Co-corresponding authors: Yang-Yang Ma and Li-Zhi Niu.
Author contributions: Li HM wrote the paper; Xing YL performed the study selection; Chen ZQ and Duan SX collected the data; Niu LZ and Ma YY designed the project, edited the manuscript, and made equal contributions as co-corresponding authors; all authors reviewed the final manuscript.
Supported by International Science Foundation of Guangzhou Fuda Cancer Hospital, No. Y2022-MS-02.
Institutional review board statement: This study was approved by the Ethic Committee of Fuda Cancer Hospital, No.

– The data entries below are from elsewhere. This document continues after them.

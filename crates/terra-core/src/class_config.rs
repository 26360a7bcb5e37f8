//! Class definitions shared by label sources, stores and transformers

use std::collections::HashSet;

use serde::{Deserialize, Serialize};
use terra_config::{Config, ConfigError};

/// Ordered class names; the class id is the index into `names`
#[derive(Debug, Clone, PartialEq, Serialize, Deserialize)]
#[serde(tag = "type_hint", rename = "class_config", deny_unknown_fields)]
pub struct ClassConfig {
    pub names: Vec<String>,
    #[serde(default, skip_serializing_if = "Option::is_none")]
    pub colors: Option<Vec<String>>,
    #[serde(default, skip_serializing_if = "Option::is_none")]
    pub null_class: Option<String>,
}

impl ClassConfig {
    #[must_use]
    pub fn new<S: Into<String>>(names: impl IntoIterator<Item = S>) -> Self {
        Self {
            names: names.into_iter().map(Into::into).collect(),
            colors: None,
            null_class: None,
        }
    }

    #[must_use]
    pub fn with_colors<S: Into<String>>(mut self, colors: impl IntoIterator<Item = S>) -> Self {
        self.colors = Some(colors.into_iter().map(Into::into).collect());
        self
    }

    #[must_use]
    pub fn with_null_class(mut self, name: impl Into<String>) -> Self {
        self.null_class = Some(name.into());
        self
    }

    #[inline]
    #[must_use]
    pub fn len(&self) -> usize {
        self.names.len()
    }

    #[inline]
    #[must_use]
    pub fn is_empty(&self) -> bool {
        self.names.is_empty()
    }

    /// Class id for a name
    #[must_use]
    pub fn get_class_id(&self, name: &str) -> Option<u32> {
        self.names
            .iter()
            .position(|n| n == name)
            .and_then(|i| u32::try_from(i).ok())
    }

    /// Class name for an id
    #[must_use]
    pub fn get_name(&self, class_id: u32) -> Option<&str> {
        self.names.get(class_id as usize).map(String::as_str)
    }

    #[must_use]
    pub fn null_class_id(&self) -> Option<u32> {
        self.null_class.as_deref().and_then(|name| self.get_class_id(name))
    }
}

impl Config for ClassConfig {
    const TYPE_HINT: &'static str = "class_config";
    const VERSION: u32 = 1;

    fn validate(&self) -> Result<(), ConfigError> {
        if self.names.is_empty() {
            return Err(ConfigError::validation(Self::TYPE_HINT, "names must not be empty"));
        }

        let mut seen = HashSet::new();
        if let Some(dup) = self.names.iter().find(|n| !seen.insert(n.as_str())) {
            return Err(ConfigError::validation(
                Self::TYPE_HINT,
                format!("duplicate class name '{dup}'"),
            ));
        }

        if let Some(colors) = &self.colors {
            if colors.len() != self.names.len() {
                return Err(ConfigError::validation(
                    Self::TYPE_HINT,
                    format!("{} colors for {} classes", colors.len(), self.names.len()),
                ));
            }
        }

        if let Some(null_class) = &self.null_class {
            if self.get_class_id(null_class).is_none() {
                return Err(ConfigError::validation(
                    Self::TYPE_HINT,
                    format!("null_class '{null_class}' is not one of names"),
                ));
            }
        }

        Ok(())
    }
}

FDCT-L-QX-2018-01.
Informed consent statement: Written informed consent was obtained from the individual(s) for the publication of any potentially identifiable images or data included in this article.
Conflict-of-interest statement: All the authors report no relevant conflicts of interest for this article.
Data sharing statement: All data are available upon reasonable request.
Open Access: This article is an open-access article that was selected by an in-house editor and fully peer-reviewed by external reviewers. It is distributed in accordance with the Creative Commons Attribution NonCommercial (CC BY-NC 4.0) license, which permits others to distribute, remix, adapt, build upon this work non-commercially, and license their derivative works on different terms, provided the original work is properly cited and the use is non-commercial. See: https://creativecommons.org/Licenses/by-nc/4.0/
Corresponding author: Li-Zhi Niu, PhD, Chief Physician, Professor, Department of Oncology, Guangzhou Fuda Cancer Hospital, No. 2 Tangde West Road, Tianhe District, Guangzhou 510665, Guangdong Province, China. niuboshi@fudahospital.com
Received: June 11, 2025
Revised: July 3, 2025
Accepted: August 1, 2025
Published online: September 27, 2025
Processing time: 107 Days and 5.4 Hours

Abstract
BACKGROUND

Irreversible electroporation (IRE) is a novel non-thermal ablation technology for unresectable tumors. Hypertension and tachycardia usually occur during the IRE. To date, there has been little explanation about this phenomenon.

AIM

To investigate the reasons of hypertension and tachycardia and appropriate preventive measures.

METHODS

IRE was performed under general anesthesia and neuromuscular blockade. Systolic blood pressures, diastolic blood pressures, heart rate, and the distance of the electrode from abdominal aorta and adrenal gland during IRE were recorded.

RESULTS

All of 78 patients underwent 96 IRE sessions, 44 (56.4%) patients occurred hypertension when the electrode was close to the abdominal aorta (< 2.0 cm). The median systolic blood pressures and diastolic blood pressures was 194 and 108 mmHg. Furthermore, 11 (14.1%) patients occurred tachycardia when the electrode was close to the adrenal gland (< 1.3 cm). The median heart rate of patients with tachycardia was 114 beats per minute. Furthermore, hypertension and tachycardia can be prevented with nicardipine and esmolol before treatment.

CONCLUSION

Intraoperative hypertension and tachycardia occur because electrodes close to the abdominal aorta (< 2.0 cm) and adrenal glands (< 1.3 cm), which can be prevented by preoperative treatment of vasoactive drugs.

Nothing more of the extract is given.